[Assigned task]
Where the string "holding" occurs in a line of the entries below, copy that line.

(Extracted data entries)

=-=-=-=-=

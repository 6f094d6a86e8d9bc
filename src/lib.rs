pub mod auth;
pub mod config;
pub mod error;
pub mod models;
pub mod persistence;
pub mod protocol;
pub mod rate_limit;
pub mod retention;
pub mod room;
pub mod routes;
pub mod session;
pub mod ws_server;

use std::sync::Arc;

use config::Config;
use rate_limit::{RateLimitConfig, RateLimiter};
use rocket_cors::CorsOptions;
use room::RoomRegistry;

pub fn rocket() -> rocket::Rocket<rocket::Build> {
    build_rocket(Config::from_env())
}

pub fn rocket_with_config(config: Config) -> rocket::Rocket<rocket::Build> {
    build_rocket(config)
}

fn build_rocket(config: Config) -> rocket::Rocket<rocket::Build> {
    std::fs::create_dir_all(&config.data_root).ok();
    std::fs::create_dir_all(&config.uploads_root).ok();

    let config = Arc::new(config);
    let registry = Arc::new(RoomRegistry::new(
        config.data_root.clone(),
        config.uploads_root.clone(),
        std::time::Duration::from_secs(config.room_idle_grace_secs),
    ));
    let rate_limit_config = RateLimitConfig::from_env();
    let rate_limiter = Arc::new(RateLimiter::new());

    let cors = CorsOptions::default()
        .to_cors()
        .expect("Failed to create CORS");

    let ws_fairing_config = Arc::clone(&config);
    let ws_fairing_registry = Arc::clone(&registry);
    let ws_fairing_rate_limiter = Arc::clone(&rate_limiter);

    let writer_config = Arc::clone(&config);
    let writer_registry = Arc::clone(&registry);

    let retention_config = Arc::clone(&config);
    let retention_registry = Arc::clone(&registry);

    rocket::build()
        .manage(Arc::clone(&config))
        .manage(Arc::clone(&registry))
        .manage(rate_limit_config)
        .manage(Arc::clone(&rate_limiter))
        .attach(cors)
        .register(
            "/",
            rocket::catchers![routes::too_many_requests, routes::not_found],
        )
        .mount(
            "/",
            rocket::routes![
                routes::health,
                routes::run_retention_now,
                routes::generate_room,
                routes::check_room,
                routes::update_password,
                routes::upload_image,
                routes::download_upload,
            ],
        )
        .attach(rocket::fairing::AdHoc::on_liftoff(
            "Collaboration WebSocket Server",
            move |_rocket| {
                Box::pin(async move {
                    ws_server::spawn(ws_fairing_config, ws_fairing_registry, ws_fairing_rate_limiter);
                    tracing::info!("collaboration websocket server started");
                })
            },
        ))
        .attach(rocket::fairing::AdHoc::on_liftoff(
            "Snapshot Writer",
            move |_rocket| {
                Box::pin(async move {
                    persistence::spawn_writer(
                        writer_registry,
                        writer_config.data_root.clone(),
                        std::time::Duration::from_secs(writer_config.snapshot_cadence_secs),
                    );
                    tracing::info!("snapshot writer started");
                })
            },
        ))
        .attach(rocket::fairing::AdHoc::on_liftoff(
            "Room Retention",
            move |_rocket| {
                Box::pin(async move {
                    retention::spawn_retention_task(
                        retention_config.data_root.clone(),
                        retention_registry,
                        retention_config.retention_days,
                    );
                    tracing::info!("room retention sweeper started");
                })
            },
        ))
}
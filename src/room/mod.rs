pub mod actor;
pub mod registry;
pub mod state;

pub use actor::{Command, JoinResult, RoomHandle};
pub use registry::RoomRegistry;
use std::env;
use std::path::PathBuf;

/// Process-wide configuration, read from environment variables with sensible
/// defaults. Mirrors the shape of the rest of the repo's `*_env` constructors.
#[derive(Debug, Clone)]
pub struct Config {
    /// HTTP API listen address, e.g. "0.0.0.0:3001".
    pub http_addr: String,
    /// WebSocket collaboration listen address, e.g. "0.0.0.0:3002".
    pub ws_addr: String,
    /// Directory holding `<room>.json` snapshots.
    pub data_root: PathBuf,
    /// Directory holding `<room>/<file>` uploaded images.
    pub uploads_root: PathBuf,
    /// Interval between dirty-room snapshot sweeps.
    pub snapshot_cadence_secs: u64,
    /// Age (days) beyond which an untouched room's snapshot is deleted.
    pub retention_days: i64,
    /// Grace period (seconds) a room stays loaded after its last session leaves.
    pub room_idle_grace_secs: u64,
    /// Maximum accepted image upload size, in bytes.
    pub max_image_bytes: usize,
    /// Max cursor-move frames accepted per connection per window.
    pub cursor_rate_max: usize,
    pub cursor_rate_window_secs: u64,
}

impl Default for Config {
    fn default() -> Self {
        Self {
            http_addr: "0.0.0.0:3001".to_string(),
            ws_addr: "0.0.0.0:3002".to_string(),
            data_root: PathBuf::from("./data"),
            uploads_root: PathBuf::from("./uploads"),
            snapshot_cadence_secs: 5,
            retention_days: 30,
            room_idle_grace_secs: 60,
            max_image_bytes: 3 * 1024 * 1024,
            cursor_rate_max: 20,
            cursor_rate_window_secs: 1,
        }
    }
}

impl Config {
    /// Build a `Config` from environment variables, falling back to defaults
    /// for anything unset or unparsable.
    ///
    /// - `HTTP_ADDR`, `WS_ADDR`
    /// - `DATA_ROOT`, `UPLOADS_ROOT`
    /// - `SNAPSHOT_CADENCE_SECS`
    /// - `RETENTION_DAYS`
    /// - `ROOM_IDLE_GRACE_SECS`
    /// - `MAX_IMAGE_BYTES`
    pub fn from_env() -> Self {
        let mut config = Self::default();

        if let Ok(val) = env::var("HTTP_ADDR") {
            config.http_addr = val;
        }
        if let Ok(val) = env::var("WS_ADDR") {
            config.ws_addr = val;
        }
        if let Ok(val) = env::var("DATA_ROOT") {
            config.data_root = PathBuf::from(val);
        }
        if let Ok(val) = env::var("UPLOADS_ROOT") {
            config.uploads_root = PathBuf::from(val);
        }
        if let Ok(val) = env::var("SNAPSHOT_CADENCE_SECS")
            && let Ok(n) = val.parse::<u64>()
        {
            config.snapshot_cadence_secs = n;
        }
        if let Ok(val) = env::var("RETENTION_DAYS")
            && let Ok(n) = val.parse::<i64>()
        {
            config.retention_days = n;
        }
        if let Ok(val) = env::var("ROOM_IDLE_GRACE_SECS")
            && let Ok(n) = val.parse::<u64>()
        {
            config.room_idle_grace_secs = n;
        }
        if let Ok(val) = env::var("MAX_IMAGE_BYTES")
            && let Ok(n) = val.parse::<usize>()
        {
            config.max_image_bytes = n;
        }
        if let Ok(val) = env::var("RATE_LIMIT_CURSOR")
            && let Ok(n) = val.parse::<usize>()
        {
            config.cursor_rate_max = n;
        }

        config
    }
}

#[cfg(test)]
mod tests {
    use super::*;

    #[test]
    fn defaults_match_spec() {
        let config = Config::default();
        assert_eq!(config.http_addr, "0.0.0.0:3001");
        assert_eq!(config.ws_addr, "0.0.0.0:3002");
        assert_eq!(config.snapshot_cadence_secs, 5);
        assert_eq!(config.retention_days, 30);
        assert_eq!(config.room_idle_grace_secs, 60);
        assert_eq!(config.max_image_bytes, 3 * 1024 * 1024);
    }
}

=-=-=-=-=

[Exercise response]
    /// Directory holding `<room>.json` snapshots.
    /// Directory holding `<room>/<file>` uploaded images.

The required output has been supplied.